WORK TASK |
In the listing below, the lines from the first through the one with "hours / minutes" are to be copied word for word.

DATA SHOWN |

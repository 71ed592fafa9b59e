//! Table grids of a bus timetable page.
//!
//! The timetable CMS lays a stop/line page out as a stack of `<table>`s with
//! no ids or classes, so fields are read by fixed table/column/row offsets:
//!
//! | field              | table | column | rows |
//! |--------------------|-------|--------|------|
//! | other lines        | 1     | all    | 0    |
//! | stop name          | 2     | 0      | 0    |
//! | valid since        | 4     | 3      | 0    |
//! | destination stop   | 4     | 2      | 1    |
//! | hours / minutes    | 6     | 0 / 1  | 2..  |
//! | route stops        | 8 (9 tables) or 7 (8 tables) | 1 | 1.. |

use std::sync::LazyLock;

use chrono::NaiveDate;
use rozklad_core::{Error, StopMeta, TimetableEntry};
use scraper::{ElementRef, Html, Selector};

use super::element_text;

static TABLE: LazyLock<Selector> = LazyLock::new(|| Selector::parse("table").expect("invalid selector"));
static ROW: LazyLock<Selector> = LazyLock::new(|| Selector::parse("tr").expect("invalid selector"));
static CELL: LazyLock<Selector> = LazyLock::new(|| Selector::parse("td, th").expect("invalid selector"));

const MAX_SPAN: usize = 1000;

const TIMETABLE_TABLE: usize = 6;
const TIMETABLE_FIRST_ROW: usize = 2;

/// A table as a grid of whitespace-collapsed cell texts.
///
/// `colspan`/`rowspan` cells are repeated into every slot they cover.
#[derive(Debug, Clone, Default, PartialEq, Eq)]
pub struct Table {
    rows: Vec<Vec<String>>,
}

impl Table {
    pub fn from_rows(rows: Vec<Vec<String>>) -> Self {
        Self { rows }
    }

    pub fn rows(&self) -> &[Vec<String>] {
        &self.rows
    }

    pub fn row_count(&self) -> usize {
        self.rows.len()
    }

    /// Width of the widest row.
    pub fn column_count(&self) -> usize {
        self.rows.iter().map(Vec::len).max().unwrap_or(0)
    }

    pub fn cell(&self, col: usize, row: usize) -> Option<&str> {
        self.rows.get(row)?.get(col).map(String::as_str)
    }

    /// Column `col` across all rows; short rows read as empty cells.
    pub fn column(&self, col: usize) -> Vec<&str> {
        self.rows
            .iter()
            .map(|r| r.get(col).map(String::as_str).unwrap_or(""))
            .collect()
    }
}

/// Every `<table>` of the page in document order, nested ones included.
///
/// A table only owns the rows and cells that are not inside a nested table;
/// a cell's text still includes any table nested in it.
pub fn parse_tables(html: &str) -> Vec<Table> {
    let document = Html::parse_document(html);
    document.select(&TABLE).map(parse_table).collect()
}

fn parse_table(table: ElementRef<'_>) -> Table {
    let mut rows = Vec::new();
    let mut spans: Vec<Option<(String, usize)>> = Vec::new();

    for tr in table.select(&ROW).filter(|tr| is_owned_by(*tr, "table", table)) {
        let mut row: Vec<String> = Vec::new();

        for cell in tr.select(&CELL).filter(|c| is_owned_by(*c, "tr", tr)) {
            while let Some(text) = take_span(&mut spans, row.len()) {
                row.push(text);
            }

            let text = element_text(cell);
            let colspan = span_attr(cell, "colspan");
            let rowspan = span_attr(cell, "rowspan");

            for _ in 0..colspan {
                let col = row.len();
                if rowspan > 1 {
                    if spans.len() <= col {
                        spans.resize(col + 1, None);
                    }
                    spans[col] = Some((text.clone(), rowspan - 1));
                }
                row.push(text.clone());
            }
        }

        let mut col = row.len();
        while col < spans.len() {
            if let Some(text) = take_span(&mut spans, col) {
                row.resize(col, String::new());
                row.push(text);
            }
            col += 1;
        }

        rows.push(row);
    }

    Table { rows }
}

/// Whether the nearest `ancestor_name` element above `element` is `owner`.
fn is_owned_by(element: ElementRef<'_>, ancestor_name: &str, owner: ElementRef<'_>) -> bool {
    element
        .ancestors()
        .filter_map(ElementRef::wrap)
        .find(|a| a.value().name() == ancestor_name)
        .is_some_and(|a| a.id() == owner.id())
}

fn span_attr(cell: ElementRef<'_>, name: &str) -> usize {
    cell.value()
        .attr(name)
        .and_then(|v| v.trim().parse::<usize>().ok())
        .filter(|n| *n > 0)
        .unwrap_or(1)
        .min(MAX_SPAN)
}

fn take_span(spans: &mut [Option<(String, usize)>], col: usize) -> Option<String> {
    let slot = spans.get_mut(col)?;
    let (text, left) = {
        let (text, left) = slot.as_mut()?;
        *left -= 1;
        (text.clone(), *left)
    };
    if left == 0 {
        *slot = None;
    }
    Some(text)
}

fn table_at(tables: &[Table], index: usize) -> Result<&Table, Error> {
    tables
        .get(index)
        .ok_or_else(|| Error::ExtractFailed(format!("table {} missing ({} tables on page)", index, tables.len())))
}

fn cell_at(tables: &[Table], table: usize, col: usize, row: usize) -> Result<&str, Error> {
    table_at(tables, table)?
        .cell(col, row)
        .ok_or_else(|| Error::ExtractFailed(format!("table {} has no cell at column {}, row {}", table, col, row)))
}

fn token<'a>(text: &'a str, index: usize, field: &str) -> Result<&'a str, Error> {
    text.split_whitespace()
        .nth(index)
        .ok_or_else(|| Error::ExtractFailed(format!("{field}: no word {index} in {text:?}")))
}

/// Index of the table listing the route's stops.
///
/// Only the two observed layouts are accepted; any other table count is
/// reported instead of guessed.
fn stops_table(tables: &[Table]) -> Result<usize, Error> {
    match tables.len() {
        9 => Ok(8),
        8 => Ok(7),
        n => Err(Error::UnsupportedLayout(format!("{n} tables on page, expected 8 or 9"))),
    }
}

/// Read the stop header fields of a timetable page.
pub fn extract_meta(tables: &[Table]) -> Result<StopMeta, Error> {
    let stops_index = stops_table(tables)?;

    let other_lines = table_at(tables, 1)?
        .rows()
        .first()
        .ok_or_else(|| Error::ExtractFailed("table 1 has no rows".into()))?
        .iter()
        .filter(|c| !c.is_empty())
        .map(|c| {
            c.parse::<u32>()
                .map_err(|_| Error::ExtractFailed(format!("other_lines: {c:?} is not a line number")))
        })
        .collect::<Result<Vec<_>, _>>()?;

    let stop_name = token(cell_at(tables, 2, 0, 0)?, 1, "stop_name")?.to_string();

    let valid_since = token(cell_at(tables, 4, 3, 0)?, 2, "valid_since")?;
    let valid_since = NaiveDate::parse_from_str(valid_since, "%Y-%m-%d")
        .map_err(|e| Error::ExtractFailed(format!("valid_since: {valid_since:?}: {e}")))?;

    let destination_stop = token(cell_at(tables, 4, 2, 1)?, 1, "destination_stop")?.to_string();

    let stops = table_at(tables, stops_index)?
        .column(1)
        .into_iter()
        .skip(1)
        .filter(|s| !s.is_empty())
        .map(str::to_string)
        .collect();

    Ok(StopMeta { other_lines, stop_name, valid_since, destination_stop, stops })
}

/// Read the departures of a timetable page, one entry per minute token.
///
/// Dots are dropped from tokens; any other suffix is kept as printed.
pub fn extract_timetable(tables: &[Table]) -> Result<Vec<TimetableEntry>, Error> {
    let table = table_at(tables, TIMETABLE_TABLE)?;
    let hours = table.column(0);
    let minutes = table.column(1);

    let mut entries = Vec::new();

    for (hour, cell) in hours.iter().zip(minutes.iter()).skip(TIMETABLE_FIRST_ROW) {
        if hour.is_empty() {
            continue;
        }
        let hour: u32 = hour
            .parse()
            .map_err(|_| Error::ExtractFailed(format!("timetable: {hour:?} is not an hour")))?;

        for raw in cell.split_whitespace() {
            let minute = raw.replace('.', "");
            if minute.is_empty() {
                continue;
            }
            entries.push(TimetableEntry { hour, minute });
        }
    }

    Ok(entries)
}
//! Bus timetable data model.

use std::fmt;
use std::str::FromStr;

use chrono::NaiveDate;
use serde::{Deserialize, Serialize};

/// One departure: an hour and the raw minute token from the timetable cell.
///
/// The token keeps any annotation suffix (`18a`, `11ah`, `23#`) or a bare
/// `-` exactly as printed; its meaning is not decoded.
#[derive(Debug, Clone, PartialEq, Eq, Serialize, Deserialize)]
pub struct TimetableEntry {
    pub hour: u32,
    pub minute: String,
}

impl TimetableEntry {
    pub fn new(hour: u32, minute: impl Into<String>) -> Self {
        Self { hour, minute: minute.into() }
    }
}

impl fmt::Display for TimetableEntry {
    fn fmt(&self, f: &mut fmt::Formatter<'_>) -> fmt::Result {
        write!(f, "{}:{}", self.hour, self.minute)
    }
}

/// Header data of a stop/line timetable page.
#[derive(Debug, Clone, PartialEq, Eq, Serialize, Deserialize)]
pub struct StopMeta {
    /// Other lines serving the stop.
    pub other_lines: Vec<u32>,
    pub stop_name: String,
    pub valid_since: NaiveDate,
    pub destination_stop: String,
    /// Stops along the route after this one.
    pub stops: Vec<String>,
}

/// Stop codes with a readable name.
#[derive(Debug, Clone, Copy, PartialEq, Eq)]
pub enum KnownStop {
    Chopina1,
    ChopinaCentrum,
    PaderewskiegoSzymanowskiegoPilsudskiego,
}

impl KnownStop {
    pub const ALL: [KnownStop; 3] =
        [KnownStop::Chopina1, KnownStop::ChopinaCentrum, KnownStop::PaderewskiegoSzymanowskiegoPilsudskiego];

    /// Stop code as used in the `ID` query parameter.
    pub fn code(self) -> &'static str {
        match self {
            KnownStop::Chopina1 => "331-01",
            KnownStop::ChopinaCentrum => "331-02",
            KnownStop::PaderewskiegoSzymanowskiegoPilsudskiego => "336-01",
        }
    }

    pub fn name(self) -> &'static str {
        match self {
            KnownStop::Chopina1 => "CHOPINA1",
            KnownStop::ChopinaCentrum => "CHOPINA_CENTRUM",
            KnownStop::PaderewskiegoSzymanowskiegoPilsudskiego => "PADEREWSKIEGO_SZYMANOWSKIEGO__PILSUDSKIEGO",
        }
    }

    pub fn from_code(code: &str) -> Option<Self> {
        Self::ALL.into_iter().find(|s| s.code() == code)
    }
}

impl FromStr for KnownStop {
    type Err = String;

    fn from_str(s: &str) -> Result<Self, Self::Err> {
        Self::ALL
            .into_iter()
            .find(|stop| stop.name().eq_ignore_ascii_case(s))
            .ok_or_else(|| format!("unknown stop name: {s}"))
    }
}

/// A stop given on the command line: either a known name or a raw code.
#[derive(Debug, Clone, PartialEq, Eq)]
pub struct StopRef {
    pub code: String,
    /// Name used in report file names.
    pub display: String,
}

impl StopRef {
    /// Resolve a stop name (`CHOPINA_CENTRUM`) or code (`331-02`).
    ///
    /// Known codes are displayed by name; unknown codes are kept as given.
    pub fn resolve(input: &str) -> Self {
        let input = input.trim();
        if let Ok(stop) = input.parse::<KnownStop>() {
            return Self { code: stop.code().into(), display: stop.name().into() };
        }
        match KnownStop::from_code(input) {
            Some(stop) => Self { code: stop.code().into(), display: stop.name().into() },
            None => Self { code: input.into(), display: input.into() },
        }
    }
}

/// A stop and the lines to report for it, as listed in the config.
#[derive(Debug, Clone, PartialEq, Eq, Serialize, Deserialize)]
pub struct BusRoute {
    /// Known stop name or raw stop code.
    pub stop: String,
    pub lines: Vec<String>,
}

impl BusRoute {
    pub fn new(stop: impl Into<String>, lines: &[&str]) -> Self {
        Self { stop: stop.into(), lines: lines.iter().map(|l| l.to_string()).collect() }
    }

    pub fn stop_ref(&self) -> StopRef {
        StopRef::resolve(&self.stop)
    }
}

#[cfg(test)]
mod tests {
    use super::*;

    #[test]
    fn test_entry_display_keeps_suffix() {
        assert_eq!(TimetableEntry::new(7, "18a").to_string(), "7:18a");
        assert_eq!(TimetableEntry::new(19, "-").to_string(), "19:-");
    }

    #[test]
    fn test_known_stop_round_trip() {
        for stop in KnownStop::ALL {
            assert_eq!(stop.name().parse::<KnownStop>().unwrap(), stop);
            assert_eq!(KnownStop::from_code(stop.code()), Some(stop));
        }
    }

    #[test]
    fn test_known_stop_parse_case_insensitive() {
        assert_eq!("chopina_centrum".parse::<KnownStop>().unwrap(), KnownStop::ChopinaCentrum);
        assert!("DWORZEC".parse::<KnownStop>().is_err());
    }

    #[test]
    fn test_stop_ref_resolve() {
        let by_name = StopRef::resolve("CHOPINA_CENTRUM");
        assert_eq!(by_name.code, "331-02");
        assert_eq!(by_name.display, "CHOPINA_CENTRUM");

        let by_code = StopRef::resolve("336-01");
        assert_eq!(by_code.display, "PADEREWSKIEGO_SZYMANOWSKIEGO__PILSUDSKIEGO");

        let unknown = StopRef::resolve(" 160-01 ");
        assert_eq!(unknown.code, "160-01");
        assert_eq!(unknown.display, "160-01");
    }

    #[test]
    fn test_bus_route_stop_ref() {
        let route = BusRoute::new("PADEREWSKIEGO_SZYMANOWSKIEGO__PILSUDSKIEGO", &["53"]);
        assert_eq!(route.stop_ref().code, "336-01");
        assert_eq!(route.lines, vec!["53"]);
    }
}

THE COMPLETED TASK |
repository 71ed592fafa9b59e
//! Table grids of a bus timetable page.
//!
//! The timetable CMS lays a stop/line page out as a stack of `<table>`s with
//! no ids or classes, so fields are read by fixed table/column/row offsets:
//!
//! | field              | table | column | rows |
//! |--------------------|-------|--------|------|
//! | other lines        | 1     | all    | 0    |
//! | stop name          | 2     | 0      | 0    |
//! | valid since        | 4     | 3      | 0    |
//! | destination stop   | 4     | 2      | 1    |
//! | hours / minutes    | 6     | 0 / 1  | 2..  |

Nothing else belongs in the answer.